Speaker
Description
Abstract. Two-photon transitions in a coherently prepared atomic medium support cooperative emission rates that scale as $N^{2}$, where $N$ is the number of emitters in the coherence volume. Because the two signal photons are emitted back-to-back, their momenta cancel and the Dicke phase-matching constraint met, so that the coherence volume can be made macroscopic. Together these features make such a medium a natural detector for ultralight dark sectors, whose small Standard Model couplings would otherwise restrict searches to narrow resonant haloscope or helioscope cavities.

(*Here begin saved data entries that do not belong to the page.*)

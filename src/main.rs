//! Blogd - a personal blog server with live reload and issue tracker sync.

mod cache;
mod cli;
mod config;
mod docs;
mod engine;
mod logger;
mod reload;
mod serve;
mod sync;
mod utils;

use anyhow::{Result, bail};
use cache::FileCache;
use clap::Parser;
use cli::{Cli, Commands};
use config::SiteConfig;
use docs::DocIndex;
use engine::Engine;
use reload::Notifier;
use serve::{App, serve_site};
use std::sync::Arc;
use sync::Syncer;

fn main() -> Result<()> {
    let cli: &'static Cli = Box::leak(Box::new(Cli::parse()));
    let config: &'static SiteConfig = Box::leak(Box::new(load_config(cli)?));

    match &cli.command {
        Commands::Serve { .. } => run_serve(config),
        Commands::Sync { pull } => run_sync(config, *pull),
    }
}

/// Load and validate configuration from CLI arguments
fn load_config(cli: &'static Cli) -> Result<SiteConfig> {
    let root = cli.root.as_deref().unwrap_or(std::path::Path::new("./"));
    let config_path = root.join(&cli.config);

    if !config_path.exists() {
        bail!("Config file not found at {}.", config_path.display());
    }

    let mut config = SiteConfig::from_path(&config_path)?;
    config.update_with_cli(cli);
    // Sync runs headless; only the server needs the full site tree present.
    if cli.is_serve() {
        config.validate()?;
    }
    Ok(config)
}

fn run_serve(config: &'static SiteConfig) -> Result<()> {
    let cache = FileCache::load(Some(config.cache_path().to_path_buf()));
    let engine = Arc::new(Engine::new(config, cache.clone()));
    let docs = Arc::new(DocIndex::new(config, cache.clone()));
    let notifier = Arc::new(Notifier::new());

    // Feed every finished render into the live-reload manifest.
    let notifier_for_hook = Arc::clone(&notifier);
    engine.set_render_hook(Box::new(move |notice| notifier_for_hook.record(notice)));

    // Sidecars may be stale after offline edits.
    if config.is_local() {
        docs.sync_meta(None)?;
    }

    let syncer = if config.tracker.is_configured() {
        Some(Arc::new(Syncer::new(config)?))
    } else {
        None
    };

    serve_site(App {
        config,
        cache,
        engine,
        docs,
        notifier,
        syncer,
    })
}

fn run_sync(config: &'static SiteConfig, pull: bool) -> Result<()> {
    if !config.tracker.is_configured() {
        bail!("No tracker account configured; set [tracker] name and repo.");
    }

    let syncer = Syncer::new(config)?;
    if pull { syncer.pull() } else { syncer.push() }
}
//! Configuration error types.

use std::path::PathBuf;
use thiserror::Error;

/// Errors raised while loading or validating blogd.toml.
#[derive(Debug, Error)]
pub enum ConfigError {
    #[error("failed to read config file {0}: {1}")]
    Io(PathBuf, #[source] std::io::Error),

    #[error("invalid interface address: {0}")]
    Interface(String),

    #[error("document directory does not exist: {0}")]
    MissingDocDir(PathBuf),

    #[error("view directory does not exist: {0}")]
    MissingViewDir(PathBuf),
}
//! `[tracker]` section configuration.
//!
//! Credentials and host settings for the remote issue tracker used by the
//! document sync routines.

use super::defaults;
use educe::Educe;
use serde::{Deserialize, Serialize};

/// `[tracker]` section in blogd.toml - issue tracker account.
///
/// # Example
/// ```toml
/// [tracker]
/// name = "alice"
/// repo = "blog"
/// token = "ghp_..."
/// web_host = "blog.example.com"
/// ```
#[derive(Debug, Clone, Educe, Serialize, Deserialize)]
#[educe(Default)]
#[serde(deny_unknown_fields)]
pub struct TrackerConfig {
    /// API host of the tracker.
    #[serde(default = "defaults::tracker::api_host")]
    #[educe(Default = defaults::tracker::api_host())]
    pub api_host: String,

    /// Account name; also used to filter issues by creator.
    #[serde(default)]
    pub name: String,

    /// Repository holding the issues.
    #[serde(default)]
    pub repo: String,

    /// API token for basic auth.
    #[serde(default)]
    pub token: String,

    /// Public host of this blog, used when rewriting image links in
    /// pushed issue bodies.
    #[serde(default)]
    pub web_host: String,
}

impl TrackerConfig {
    /// Whether enough account information is present to talk to the API.
    pub fn is_configured(&self) -> bool {
        !self.name.is_empty() && !self.repo.is_empty()
    }
}
//! `[docs]` section configuration.
//!
//! Paths of the managed document tree, the template view directory, the
//! resource cache snapshot, and the public URL layout.

use super::defaults;
use educe::Educe;
use serde::{Deserialize, Serialize};
use std::{collections::BTreeMap, path::PathBuf};

/// `[docs]` section in blogd.toml - document tree and URL layout.
///
/// # Example
/// ```toml
/// [docs]
/// dir = "docs"
/// views = "views"
/// prefix = "/blog/"
/// static_prefix = "/public/"
/// tracker_dir = "tracker"
///
/// [docs.forward]
/// "/" = "/blog/tracker"
/// ```
#[derive(Debug, Clone, Educe, Serialize, Deserialize)]
#[educe(Default)]
#[serde(deny_unknown_fields)]
pub struct DocsConfig {
    /// Document root directory (relative to project root).
    #[serde(default = "defaults::docs::dir")]
    #[educe(Default = defaults::docs::dir())]
    pub dir: PathBuf,

    /// Template view base directory (relative to project root).
    #[serde(default = "defaults::docs::views")]
    #[educe(Default = defaults::docs::views())]
    pub views: PathBuf,

    /// Resource cache snapshot file (relative to project root).
    #[serde(default = "defaults::docs::cache_file")]
    #[educe(Default = defaults::docs::cache_file())]
    pub cache_file: PathBuf,

    /// URL prefix for rendered documents.
    #[serde(default = "defaults::docs::prefix")]
    #[educe(Default = defaults::docs::prefix())]
    pub prefix: String,

    /// URL prefix for static assets served out of the document root.
    #[serde(default = "defaults::docs::static_prefix")]
    #[educe(Default = defaults::docs::static_prefix())]
    pub static_prefix: String,

    /// Subdirectory of `dir` that is synchronized with the issue tracker.
    #[serde(default = "defaults::docs::tracker_dir")]
    #[educe(Default = defaults::docs::tracker_dir())]
    pub tracker_dir: String,

    /// Request-path forwarding map (e.g. `"/" = "/blog/tracker"`).
    #[serde(default)]
    pub forward: BTreeMap<String, String>,
}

Building on prior frameworks of Bhoonah, Bramante and Song, and others, I extend the construction into two new source classes. In the helioscope channels, solar dark photons and solar axions are converted to real photons either at a conducting plate (kinetic mixing $\chi$) or inside a magnetised bore (Primakoff $g_{a\gamma\gamma}$), and the resulting field seeds a broadband trigger in the coherently prepared sample. In the haloscope channels the same conversion is driven instead by the non-relativistic galactic halo and produces a narrowband stochastic trigger. The helioscope channels yield broadband sensitivity from sub-meV to eV-scale masses; the haloscope channels improve on existing dark-photon dark-matter constraints near the parahydrogen two-photon resonance at $\omega_{\mathrm{res}}\simeq 0.26~\mathrm{eV}$. I discuss the robustness of these projections, the regime in which the $N^{2}$ enhancement persists, and the implications for the CATCHY experimental program at Queen's University.